In a prospective observational cohort of 270 kidney transplant candidates evaluated between 2021 and 2024, standardized genetic testing returned positive findings in 104 individuals — a 38.5% yield that is strikingly high for a clinical, rather than research, population. The diagnostic impact was sharpest in two groups often considered diagnostically settled: candidates with end-stage kidney disease attributed to hypertension (43.2% positive rate) and those with no known cause (36.4% positive rate). APOL1-mediated kidney disease emerged as the predominant genetic diagnosis, and positive results were more frequent among younger and Black candidates. A family history of kidney disease independently doubled the odds of a positive genetic result, with an adjusted odds ratio of 1.91.

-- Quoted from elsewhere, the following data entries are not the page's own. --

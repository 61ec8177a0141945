//! Connection contract and its transport variants.
//!
//! # Architecture
//!
//! ```text
//!              send()                       ┌─────────────┐
//! Owner ──────────────► mpsc ─► Writer Task ─►│             │
//!   │                                        │  byte       │
//!   │ establish_read_channel(sink)           │  stream     │
//!   ▼                                        │             │
//! FrameSink ◄── on_frame ◄── Read Task ◄──────│             │
//!                                            └─────────────┘
//! ```
//!
//! The owner holds the connection object itself. Both tasks and every
//! [`ConnectionRef`] hold only a `Weak` back-reference, so a connection is
//! destroyed as soon as its owner drops it. State changes go through one
//! lock, and the read task re-checks the state under that lock before each
//! delivery. Each `on_frame` runs under a re-entrant delivery guard that
//! `close()` also takes, so nothing is delivered once `close()` has
//! returned, whichever thread called it.

use std::fmt;
use std::future::Future;
use std::io;
use std::sync::atomic::{AtomicU64, Ordering};
use std::sync::Arc;

use crate::error::Result;
use crate::slip::Frame;

mod framed;
mod shared;
mod sink;
mod stats;
#[cfg(feature = "tcp")]
mod tcp;
mod writer;

pub use framed::FramedConnection;
pub use shared::ConnectionRef;
pub use sink::{ChannelSink, ConnectionEvent, FrameSink};
pub use stats::ConnectionStats;
#[cfg(feature = "tcp")]
pub use tcp::TcpConnection;

/// The capability set every transport provides.
///
/// Implementors are uniquely owned (not `Clone`); dropping one closes it
/// with [`CloseReason::Dropped`].
pub trait Connection: Send + Sync {
    /// Process-unique identifier.
    fn id(&self) -> ConnectionId;

    /// Current lifecycle state.
    fn state(&self) -> ConnectionState;

    /// Encode and transmit one frame.
    ///
    /// Resolves once the encoded bytes have been handed to the medium.
    /// Frames are written in the order `send` was called. Fails with
    /// [`Closed`](crate::ConnectionError::Closed) when the connection is not
    /// open and with [`Transport`](crate::ConnectionError::Transport) when
    /// the write fails (which also closes the connection).
    fn send(&self, frame: Frame) -> impl Future<Output = Result<()>> + Send;

    /// Start delivering inbound frames to `sink`, in arrival order.
    ///
    /// Returns immediately. Allowed exactly once per connection; a second
    /// call is a [`ProtocolMisuse`](crate::ConnectionError::ProtocolMisuse).
    fn establish_read_channel(&self, sink: Arc<dyn FrameSink>) -> Result<()>;

    /// Close the connection.
    ///
    /// Idempotent and safe to call from inside `on_frame`. Called from
    /// another thread while `on_frame` runs, it waits for that callback to
    /// return. When it returns the state is `Closed`, the transport handle
    /// is released and no more frames will be delivered.
    fn close(&self) -> Result<()>;

    /// Traffic counters.
    fn stats(&self) -> ConnectionStats;
}

/// Identifier assigned to every connection at construction.
#[derive(Debug, Clone, Copy, PartialEq, Eq, Hash, PartialOrd, Ord)]
pub struct ConnectionId(u64);

static NEXT_CONNECTION_ID: AtomicU64 = AtomicU64::new(1);

impl ConnectionId {
    pub(crate) fn next() -> Self {
        Self(NEXT_CONNECTION_ID.fetch_add(1, Ordering::Relaxed))
    }

    /// Raw numeric value.
    pub fn get(self) -> u64 {
        self.0
    }
}

impl fmt::Display for ConnectionId {
    fn fmt(&self, f: &mut fmt::Formatter<'_>) -> fmt::Result {
        write!(f, "conn-{}", self.0)
    }
}

/// Lifecycle of a connection.
///
/// ```text
/// Open ──establish_read_channel──► Reading
///   │                                 │
///   ├──────── close / error ──────────┼──► Closed
///   │                                 │
///   └──── close_graceful ──► Closing ─┴──► Closed
/// ```
#[derive(Debug, Clone, Copy, PartialEq, Eq)]
pub enum ConnectionState {
    /// Usable, no read channel yet.
    Open,
    /// Usable, frames are being delivered.
    Reading,
    /// Draining queued writes before closing. No sends, no deliveries.
    Closing,
    /// Terminal.
    Closed,
}

impl ConnectionState {
    /// True while `send` is accepted.
    pub fn is_open(self) -> bool {
        matches!(self, ConnectionState::Open | ConnectionState::Reading)
    }
}

impl fmt::Display for ConnectionState {
    fn fmt(&self, f: &mut fmt::Formatter<'_>) -> fmt::Result {
        let name = match self {
            ConnectionState::Open => "open",
            ConnectionState::Reading => "reading",
            ConnectionState::Closing => "closing",
            ConnectionState::Closed => "closed",
        };
        f.write_str(name)
    }
}

/// Why a connection reached `Closed`. Reported once via `on_closed`.
#[derive(Debug, Clone, PartialEq, Eq)]
pub enum CloseReason {
    /// `close()` or `close_graceful()` was called.
    Local,
    /// The peer ended the stream.
    PeerClosed,
    /// A read or write failed.
    Transport { kind: io::ErrorKind, message: String },
    /// The owner dropped the connection without closing it.
    Dropped,
}

impl From<&io::Error> for CloseReason {
    fn from(err: &io::Error) -> Self {
        CloseReason::Transport {
            kind: err.kind(),
            message: err.to_string(),
        }
    }
}

impl fmt::Display for CloseReason {
    fn fmt(&self, f: &mut fmt::Formatter<'_>) -> fmt::Result {
        match self {
            CloseReason::Local => f.write_str("closed locally"),
            CloseReason::PeerClosed => f.write_str("closed by peer"),
            CloseReason::Transport { message, .. } => write!(f, "transport error: {}", message),
            CloseReason::Dropped => f.write_str("dropped by owner"),
        }
    }
}

#[cfg(test)]
mod tests {
    use super::*;

    #[test]
    fn test_connection_ids_are_unique() {
        let a = ConnectionId::next();
        let b = ConnectionId::next();
        assert_ne!(a, b);
        assert!(b.get() > a.get());
        assert_eq!(a.to_string(), format!("conn-{}", a.get()));
    }

    #[test]
    fn test_state_is_open() {
        assert!(ConnectionState::Open.is_open());
        assert!(ConnectionState::Reading.is_open());
        assert!(!ConnectionState::Closing.is_open());
        assert!(!ConnectionState::Closed.is_open());
    }

    #[test]
    fn test_close_reason_from_io_error() {
        let err = io::Error::new(io::ErrorKind::ConnectionReset, "reset by peer");
        let reason = CloseReason::from(&err);
        assert_eq!(
            reason,
            CloseReason::Transport {
                kind: io::ErrorKind::ConnectionReset,
                message: "reset by peer".into(),
            }
        );
        assert_eq!(reason.to_string(), "transport error: reset by peer");
    }
}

This study's findings challenge a widely held clinical assumption — that hypertension is a sufficient explanation for kidney failure, particularly in Black patients. APOL1 risk variants, carried at elevated frequency in individuals of West African ancestry, are now understood to drive a distinct nephropathy that mimics hypertensive damage on clinical presentation but carries different recurrence and donor-selection implications. The 38.5% positive yield across a general transplant candidate population is notably higher than yields reported in earlier nephrology genetics studies, likely reflecting the broader indications used here. Key limitations include the single-center observational design, the absence of a non-tested control group, and the short follow-up window for post-transplant outcomes. Still, the practical implication is clear: genetic testing at transplant evaluation is not a niche add-on — it is a diagnostic tool with immediate clinical decision points attached.